UNAIDS report: Global response to HIV averted 30 million new infections

Baku. 15 July. REPORT.AZ/ The world has made "extraordinary progress" against AIDS, slashing the rate of new infections by more than a third and saving nearly 8 million lives since 2000, Report informs a new report of UNAIDS (Joint United Nations Programme on HIV/AIDS) declares. 

According to the report, fifteen years of work to make sure more people get drugs that can keep them healthy and keep them from infecting others has had spectacular effects on the pandemic that has killed nearly 40 million people, the United Nations AIDS agency UNAIDS says in its report.

Distribution of condoms has averted around 50 million new HIV infections since the HIV pandemic started in the 1980s, and other programs to educate people about how HIV spreads and to encourage safe sex have helped, also.

"The world has delivered on halting and reversing the AIDS epidemic", said U.N. Secretary-General Ban Ki-moon.

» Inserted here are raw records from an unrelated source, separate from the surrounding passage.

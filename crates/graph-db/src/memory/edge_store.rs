//! In-memory implementation of EdgeStore
//!
//! The current edge tables live behind an `Arc` swapped under a short
//! `parking_lot` write lock. Snapshots clone the `Arc`, so they never observe
//! a later write and never block writers.
//!
//! Mutations on one natural key are serialized by an async per-key lock held
//! for the whole transaction. Transactions stage their changes and apply them
//! in a single critical section at commit.

use std::sync::Arc;

use async_trait::async_trait;
use dashmap::DashMap;
use parking_lot::RwLock;
use tokio::sync::{Mutex, OwnedMutexGuard};
use tracing::{debug, instrument};

use graph_core::entities::{Edge, EdgeFilter, EdgeKey, EdgePage};
use graph_core::error::DomainError;
use graph_core::traits::{EdgeSnapshot, EdgeStore, EdgeTransaction, RepoResult};

use super::tables::EdgeTables;

struct Shared {
    tables: RwLock<Arc<EdgeTables>>,
    key_locks: DashMap<EdgeKey, Arc<Mutex<()>>>,
}

impl Shared {
    fn current(&self) -> Arc<EdgeTables> {
        Arc::clone(&self.tables.read())
    }

    /// Apply a change to the current tables. While any snapshot still holds
    /// the current version, `make_mut` copies every table first, so a write
    /// under concurrent reads costs O(edges). Acceptable for a store that
    /// only backs tests and local runs.
    fn write<R>(&self, f: impl FnOnce(&mut EdgeTables) -> R) -> R {
        let mut tables = self.tables.write();
        f(Arc::make_mut(&mut tables))
    }

    async fn lock_key(self: &Arc<Self>, key: EdgeKey) -> KeyLock {
        let mutex = Arc::clone(&self.key_locks.entry(key.clone()).or_default());
        let guard = mutex.lock_owned().await;

        KeyLock {
            shared: Arc::clone(self),
            key,
            guard: Some(guard),
        }
    }
}

/// Held for the lifetime of a transaction; releases and garbage-collects the
/// per-key mutex on drop
struct KeyLock {
    shared: Arc<Shared>,
    key: EdgeKey,
    guard: Option<OwnedMutexGuard<()>>,
}

impl Drop for KeyLock {
    fn drop(&mut self) {
        drop(self.guard.take());
        // Only the map holds it now, so nobody is waiting
        self.shared
            .key_locks
            .remove_if(&self.key, |_, mutex| Arc::strong_count(mutex) == 1);
    }
}

/// In-memory implementation of EdgeStore
#[derive(Clone)]
pub struct MemoryEdgeStore {
    shared: Arc<Shared>,
}

impl MemoryEdgeStore {
    /// Create an empty store
    pub fn new() -> Self {
        Self {
            shared: Arc::new(Shared {
                tables: RwLock::new(Arc::new(EdgeTables::default())),
                key_locks: DashMap::new(),
            }),
        }
    }
}

impl Default for MemoryEdgeStore {
    fn default() -> Self {
        Self::new()
    }
}

impl std::fmt::Debug for MemoryEdgeStore {
    fn fmt(&self, f: &mut std::fmt::Formatter<'_>) -> std::fmt::Result {
        f.debug_struct("MemoryEdgeStore")
            .field("locked_keys", &self.shared.key_locks.len())
            .finish_non_exhaustive()
    }
}

#[async_trait]
impl EdgeStore for MemoryEdgeStore {
    #[instrument(skip(self))]
    async fn find_edge(&self, key: &EdgeKey) -> RepoResult<Option<Edge>> {
        Ok(self.shared.current().get(key))
    }

    #[instrument(skip(self))]
    async fn insert_edge(&self, edge: &Edge) -> RepoResult<Edge> {
        let key = edge.key();
        let _lock = self.shared.lock_key(key.clone()).await;

        self.shared.write(|tables| {
            if tables.contains(&key) {
                return Err(DomainError::EdgeConflict);
            }
            tables.put(edge.clone());
            Ok(edge.clone())
        })
    }

    #[instrument(skip(self))]
    async fn delete_edge(&self, key: &EdgeKey) -> RepoResult<bool> {
        let _lock = self.shared.lock_key(key.clone()).await;
        Ok(self.shared.write(|tables| tables.remove(key)).is_some())
    }

    #[instrument(skip(self))]
    async fn count_edges(&self, filter: &EdgeFilter) -> RepoResult<i64> {
        Ok(self.shared.current().count(filter))
    }

    #[instrument(skip(self))]
    async fn list_edges(&self, filter: &EdgeFilter, page: EdgePage) -> RepoResult<Vec<Edge>> {
        Ok(self.shared.current().list(filter, &page))
    }

    #[instrument(skip(self))]
    async fn begin(&self, key: EdgeKey) -> RepoResult<Box<dyn EdgeTransaction>> {
        let lock = self.shared.lock_key(key).await;
        let base = self.shared.current().get(&lock.key);
        debug!(existing = base.is_some(), "Edge transaction opened");

        Ok(Box::new(MemoryEdgeTransaction {
            view: base.clone(),
            base,
            dirty: false,
            lock,
        }))
    }

    #[instrument(skip(self))]
    async fn snapshot(&self) -> RepoResult<Box<dyn EdgeSnapshot>> {
        Ok(Box::new(MemoryEdgeSnapshot {
            tables: self.shared.current(),
        }))
    }

    async fn ping(&self) -> RepoResult<()> {
        Ok(())
    }
}

/// Unit of work on a single key. Dropping it discards the staged change and
/// releases the key.
pub struct MemoryEdgeTransaction {
    /// Committed edge when the transaction opened
    base: Option<Edge>,
    /// Edge as this transaction currently sees it
    view: Option<Edge>,
    dirty: bool,
    lock: KeyLock,
}

impl MemoryEdgeTransaction {
    fn check_scope(&self, key: &EdgeKey) -> RepoResult<()> {
        if *key == self.lock.key {
            Ok(())
        } else {
            Err(DomainError::InternalError(format!(
                "transaction on {:?} cannot touch {key:?}",
                self.lock.key
            )))
        }
    }
}

#[async_trait]
impl EdgeTransaction for MemoryEdgeTransaction {
    async fn find_edge(&mut self, key: &EdgeKey) -> RepoResult<Option<Edge>> {
        self.check_scope(key)?;
        Ok(self.view.clone())
    }

    async fn insert_edge(&mut self, edge: &Edge) -> RepoResult<Edge> {
        self.check_scope(&edge.key())?;
        if self.view.is_some() {
            return Err(DomainError::EdgeConflict);
        }
        self.view = Some(edge.clone());
        self.dirty = true;
        Ok(edge.clone())
    }

    async fn delete_edge(&mut self, key: &EdgeKey) -> RepoResult<bool> {
        self.check_scope(key)?;
        let removed = self.view.take().is_some();
        self.dirty |= removed;
        Ok(removed)
    }

    async fn commit(self: Box<Self>) -> RepoResult<()> {
        if !self.dirty {
            return Ok(());
        }

        let Self {
            base, view, lock, ..
        } = *self;
        let key = &lock.key;

        // Key lock is released after the write, when `lock` drops
        lock.shared.write(|tables| {
            if tables.get(key) != base {
                return Err(DomainError::EdgeConflict);
            }
            tables.remove(key);
            if let Some(edge) = view {
                tables.put(edge);
            }
            Ok(())
        })
    }
}

/// Read view pinned to one version of the tables
pub struct MemoryEdgeSnapshot {
    tables: Arc<EdgeTables>,
}

#[async_trait]
impl EdgeSnapshot for MemoryEdgeSnapshot {
    async fn find_edge(&mut self, key: &EdgeKey) -> RepoResult<Option<Edge>> {
        Ok(self.tables.get(key))
    }

    async fn count_edges(&mut self, filter: &EdgeFilter) -> RepoResult<i64> {
        Ok(self.tables.count(filter))
    }

    async fn list_edges(&mut self, filter: &EdgeFilter, page: EdgePage) -> RepoResult<Vec<Edge>> {
        Ok(self.tables.list(filter, &page))
    }

    async fn close(self: Box<Self>) -> RepoResult<()> {
        Ok(())
    }
}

Nonetheless, 36.9 million people are still infected with the human immunodeficiency virus (HIV) that causes AIDS, UNAIDS says. There's still no vaccine to prevent it and there is still no cure. Two million people are infected every year and more than a million die of AIDS.

But the report celebrates what has been achieved since 2000. For instance, 15 million people are on the drugs that can suppress the virus, called antiretroviral therapy.

"New HIV infections have fallen by 35 percent and AIDS-related deaths by 41 percent," UNAIDS says in a report.